NPU works the same way where inputs from various sensors like Infrared, LIDAR, User inputs are collected, analyzed and needed action performed.
Why not CPU
The main processor in our computer be it Intel i7 or an AMD Ryzen chip do perform complex tasks. However when doing AI operations like matrix multiplication and addition, NPU has an advantage. This is because of parallel processing. It means the chip can perform multiple operations simultaneously with lower power consumption. Within the NPU chip, there are hardware modules which facilitate this transition.
Modules
Each module performs a specific task which on a whole constitute the end result.
Multiply-Accumulate Unit : Performs matrix multiplication and addition where a large dataset is split into smaller chunks/units and distributed to multiple cores.
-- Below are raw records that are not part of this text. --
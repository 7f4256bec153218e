pub mod adapters;
pub mod cli;
pub mod config;
pub mod db;
pub mod domain;
pub mod error;
pub mod handlers;
pub mod health;
pub mod middleware;
pub mod ports;
pub mod services;
pub mod startup;
pub mod validation;

use axum::{
    http::{header, HeaderName, HeaderValue, Method},
    routing::{get, post},
    Router,
};
use std::sync::Arc;
use std::time::Instant;
use tower_http::cors::{AllowOrigin, CorsLayer};

use crate::domain::RandomAuthority;
use crate::ports::TransactionRepository;
use crate::services::TransactionService;

#[derive(Clone)]
pub struct AppState {
    pub transactions: Arc<TransactionService>,
    pub repository: Arc<dyn TransactionRepository>,
    pub start_time: Instant,
}

impl AppState {
    pub fn new(repository: Arc<dyn TransactionRepository>) -> Self {
        let transactions = Arc::new(TransactionService::new(
            repository.clone(),
            Arc::new(RandomAuthority),
        ));

        Self {
            transactions,
            repository,
            start_time: Instant::now(),
        }
    }
}

pub fn create_app(state: AppState) -> Router {
    let api = Router::new()
        .route("/payment/request", post(handlers::payment::request_payment))
        .route("/payment/verify", post(handlers::payment::verify_payment))
        .route("/payment/fail", post(handlers::payment::fail_payment))
        .route("/payments", get(handlers::payment::list_payments))
        .route("/payments/:authority", get(handlers::payment::get_payment));

    Router::new()
        .route("/health", get(handlers::health))
        .route("/api-docs/openapi.json", get(handlers::openapi_json))
        .nest("/api/v1", api)
        .layer(axum::middleware::from_fn(
            middleware::request_logger::request_logger_middleware,
        ))
        .with_state(state)
}

/// Restricts cross-origin access to the configured origins.
pub fn with_cors(app: Router, allowed_origins: &[String]) -> Router {
    let origins: Vec<HeaderValue> = allowed_origins
        .iter()
        .filter_map(|origin| match HeaderValue::from_str(origin) {
            Ok(value) => Some(value),
            Err(_) => {
                tracing::warn!(origin = %origin, "Ignoring invalid CORS origin");
                None
            }
        })
        .collect();

    app.layer(
        CorsLayer::new()
            .allow_origin(AllowOrigin::list(origins))
            .allow_methods([Method::GET, Method::POST])
            .allow_headers([
                header::CONTENT_TYPE,
                HeaderName::from_static(middleware::auth::USER_ID_HEADER),
            ]),
    )
}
Activation Function Module : The same action as above, performed over linear transformation operations like ReLU, Sigmoid.
Tensor Accelerator : Certain machine models and weights uses tensor inputs which are multi dimensional matrix. They are calculated using this module.
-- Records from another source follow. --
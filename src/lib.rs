//! # News Flow
//!
//! A news-search engine driven by form events. Keyword, language, date range
//! and sort order arrive as independent field changes. They are debounced
//! and combined into search snapshots, and each snapshot becomes one request
//! against the NewsAPI `everything` endpoint. Only the newest search is ever
//! allowed to update the visible state.
//!
//! ## Architecture
//!
//! The pipeline flows one way:
//! 1. **Combination** ([`combinator`]): distinct + debounce on the keyword,
//!    combine-latest across all fields, blank keywords filtered out
//! 2. **Orchestration** ([`orchestrator`]): `Idle → Loading → Succeeded | Failed`
//!    with a generation guard against stale completions
//! 3. **Query building** ([`query`]): `AND`-joined keywords, optional dates
//! 4. **API access** ([`api`]): one GET per search, typed results, typed errors
//!
//! [`session`] runs steps 1–4 on a single tokio task and implements
//! switch-to-latest cancellation and teardown.
//!
//! ## Usage
//!
//! ```no_run
//! use news_flow::api::NewsApiClient;
//! use news_flow::config::AppConfig;
//! use news_flow::session::SearchSession;
//!
//! # async fn demo() -> Result<(), Box<dyn std::error::Error>> {
//! let config = AppConfig::default().with_overrides(Some("api-key".into()), None, None);
//! let client = NewsApiClient::new(&config.news_api)?;
//! let session = SearchSession::spawn(client, &config.search);
//!
//! session.on_keyword_input("AI 人工知能");
//! let mut updates = session.subscribe();
//! updates.changed().await?;
//! # Ok(())
//! # }
//! ```

pub mod api;
pub mod combinator;
pub mod config;
pub mod error;
pub mod models;
pub mod orchestrator;
pub mod outputs;
pub mod query;
pub mod session;
pub mod utils;

#[cfg(test)]
pub(crate) mod testing;
//! Search orchestration: the state machine behind the result list.
//!
//! ```text
//!            begin                 complete(Ok)
//!   Idle ───────────▶ Loading ─────────────────▶ Succeeded
//!    ▲                  │  ▲                         │
//!    │                  │  └──────── begin ──────────┤
//!    │                  └──────▶ Failed ◀────────────┘
//!    │          complete(Err)      │
//!    └────────── clear ────────────┘  (clear is legal from every state)
//! ```
//!
//! Every [`begin`](SearchOrchestrator::begin) bumps a generation counter and
//! tags the returned [`PendingSearch`] with it. A completion is committed
//! only if its generation is still current, so a slow response to an older
//! snapshot can never overwrite the state of a newer one.

use crate::api::NewsApi;
use crate::error::{ErrorInfo, SearchError};
use crate::models::{SearchFilters, SearchResult};
use crate::query::{SearchRequest, build_request};
use serde::Serialize;
use std::sync::Arc;
use tracing::{debug, info, instrument, warn};

#[derive(Debug, Clone, Copy, Default, PartialEq, Eq, Serialize)]
#[serde(rename_all = "camelCase")]
pub enum SearchPhase {
    #[default]
    Idle,
    Loading,
    Succeeded,
    Failed,
}

/// What the presentation layer reads.
///
/// A failed search keeps the previous `last_result` so the list does not
/// blank out on a transient error; only [`SearchOrchestrator::clear`]
/// removes it.
#[derive(Debug, Clone, Default, PartialEq, Eq, Serialize)]
#[serde(rename_all = "camelCase")]
pub struct SearchState {
    pub phase: SearchPhase,
    pub is_loading: bool,
    pub last_result: Option<SearchResult>,
    pub last_error: Option<ErrorInfo>,
}

/// A search that has been started and is waiting for its response.
#[derive(Debug, Clone, PartialEq, Eq)]
pub struct PendingSearch {
    pub generation: u64,
    pub request: SearchRequest,
}

/// Owns the [`SearchState`] and the generation counter for one client.
///
/// Drive it with [`begin`](Self::begin)/[`complete`](Self::complete) when
/// the request future lives elsewhere (as in the session), or with
/// [`search`](Self::search) for a single awaited call.
pub struct SearchOrchestrator<C> {
    client: Arc<C>,
    state: SearchState,
    generation: u64,
}

impl<C: NewsApi> SearchOrchestrator<C> {
    /// Create an orchestrator in the `Idle` state.
    ///
    /// # Arguments
    ///
    /// * `client` - The [`NewsApi`] implementation used by [`search`](Self::search)
    pub fn new(client: C) -> Self {
        Self {
            client: Arc::new(client),
            state: SearchState::default(),
            generation: 0,
        }
    }

    /// Current state snapshot.
    pub fn state(&self) -> &SearchState {
        &self.state
    }

    /// Shared handle to the client, for callers that run the request
    /// future themselves.
    pub fn client(&self) -> Arc<C> {
        Arc::clone(&self.client)
    }

    /// Generation of the most recent `begin` or `clear`.
    pub fn generation(&self) -> u64 {
        self.generation
    }

    /// Start a search for `filters`.
    ///
    /// Returns `None`, leaving the state untouched, when the keyword is
    /// blank. Otherwise enters `Loading` and supersedes any search that is
    /// still in flight.
    pub fn begin(&mut self, filters: &SearchFilters) -> Option<PendingSearch> {
        let request = match build_request(filters, self.client.endpoint()) {
            Ok(request) => request,
            Err(e) => {
                debug!(reason = %e, "Search skipped");
                return None;
            }
        };

        self.generation += 1;
        self.state.phase = SearchPhase::Loading;
        self.state.is_loading = true;
        info!(
            generation = self.generation,
            q = request.param("q").unwrap_or_default(),
            "Search started"
        );
        Some(PendingSearch {
            generation: self.generation,
            request,
        })
    }

    /// Commit the outcome of the search tagged `generation`.
    ///
    /// Returns `false` when the outcome was stale and discarded.
    pub fn complete(
        &mut self,
        generation: u64,
        outcome: Result<SearchResult, SearchError>,
    ) -> bool {
        if generation != self.generation {
            debug!(generation, current = self.generation, "Discarding superseded search outcome");
            return false;
        }

        self.state.is_loading = false;
        match outcome {
            Ok(result) => {
                info!(
                    generation,
                    total_results = result.total_results,
                    articles = result.articles.len(),
                    "Search succeeded"
                );
                self.state.phase = SearchPhase::Succeeded;
                self.state.last_result = Some(result);
                self.state.last_error = None;
            }
            Err(e) => {
                warn!(generation, kind = %e.kind(), error = %e, "Search failed");
                self.state.phase = SearchPhase::Failed;
                self.state.last_error = Some(e.info());
            }
        }
        true
    }

    /// Back to `Idle`, dropping the result and error.
    ///
    /// Also invalidates whatever search is in flight.
    pub fn clear(&mut self) {
        self.generation += 1;
        self.state = SearchState::default();
        info!("Search state cleared");
    }

    /// Begin, await the client and complete in one call.
    ///
    /// Returns `None` when the keyword is blank and no request was sent.
    ///
    /// If the returned future is dropped before the response arrives, the
    /// loading flag is reset and the phase goes back to what it was before
    /// the call.
    #[instrument(level = "info", skip_all)]
    pub async fn search(&mut self, filters: &SearchFilters) -> Option<Result<SearchResult, ErrorInfo>> {
        let previous = self.state.phase;
        let pending = self.begin(filters)?;
        let client = self.client();
        let mut guard = LoadingGuard {
            orchestrator: self,
            generation: pending.generation,
            previous,
        };

        let outcome = client.search(&pending.request).await;
        let reported = outcome.clone().map_err(|e| e.info());
        guard.orchestrator.complete(guard.generation, outcome);
        Some(reported)
    }
}

/// Undoes `Loading` when a [`SearchOrchestrator::search`] future is dropped
/// mid-flight. A no-op once the search has completed or been superseded.
struct LoadingGuard<'a, C> {
    orchestrator: &'a mut SearchOrchestrator<C>,
    generation: u64,
    previous: SearchPhase,
}

impl<C> Drop for LoadingGuard<'_, C> {
    fn drop(&mut self) {
        let orchestrator = &mut *self.orchestrator;
        if orchestrator.generation != self.generation || !orchestrator.state.is_loading {
            return;
        }
        debug!(generation = self.generation, "Search cancelled before completion");
        orchestrator.state.is_loading = false;
        orchestrator.state.phase = self.previous;
    }
}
On Chip Memory : There is an inbuilt SRAM memory within the NPU chip for faster access time. This allows lower latency and less dependence on main memory (DRAM).
Direct Memory Access Engine : Allows efficient data transfer and queuing between main memory and NPU. This reduces the work overhead of the CPU ( Central Processing Unit ).
Compression/Decompression Module : The AI model with the integrated weights can take up large memory space. This module compresses the AI model, allowing integration into memory constraint devices like Internet of Things and tablets.
Memory Management Unit : Parallel processing allows for multiple instances of an operation to run concurrently on different cores. The module allows physical isolation between each process facilitating a sandbox configuration and preventing cross talk.
GPU
GPU or Graphical Processing Unit also uses parallel processing to execute graphical intensive tasks like video editing or gaming. They also have a number of performance cores to implement AI operations. However they consume large amount of power which can be a drawback in case of laptops or other portable devices. Also the cores are less attuned to AI operations and more to graphic rendering purposes.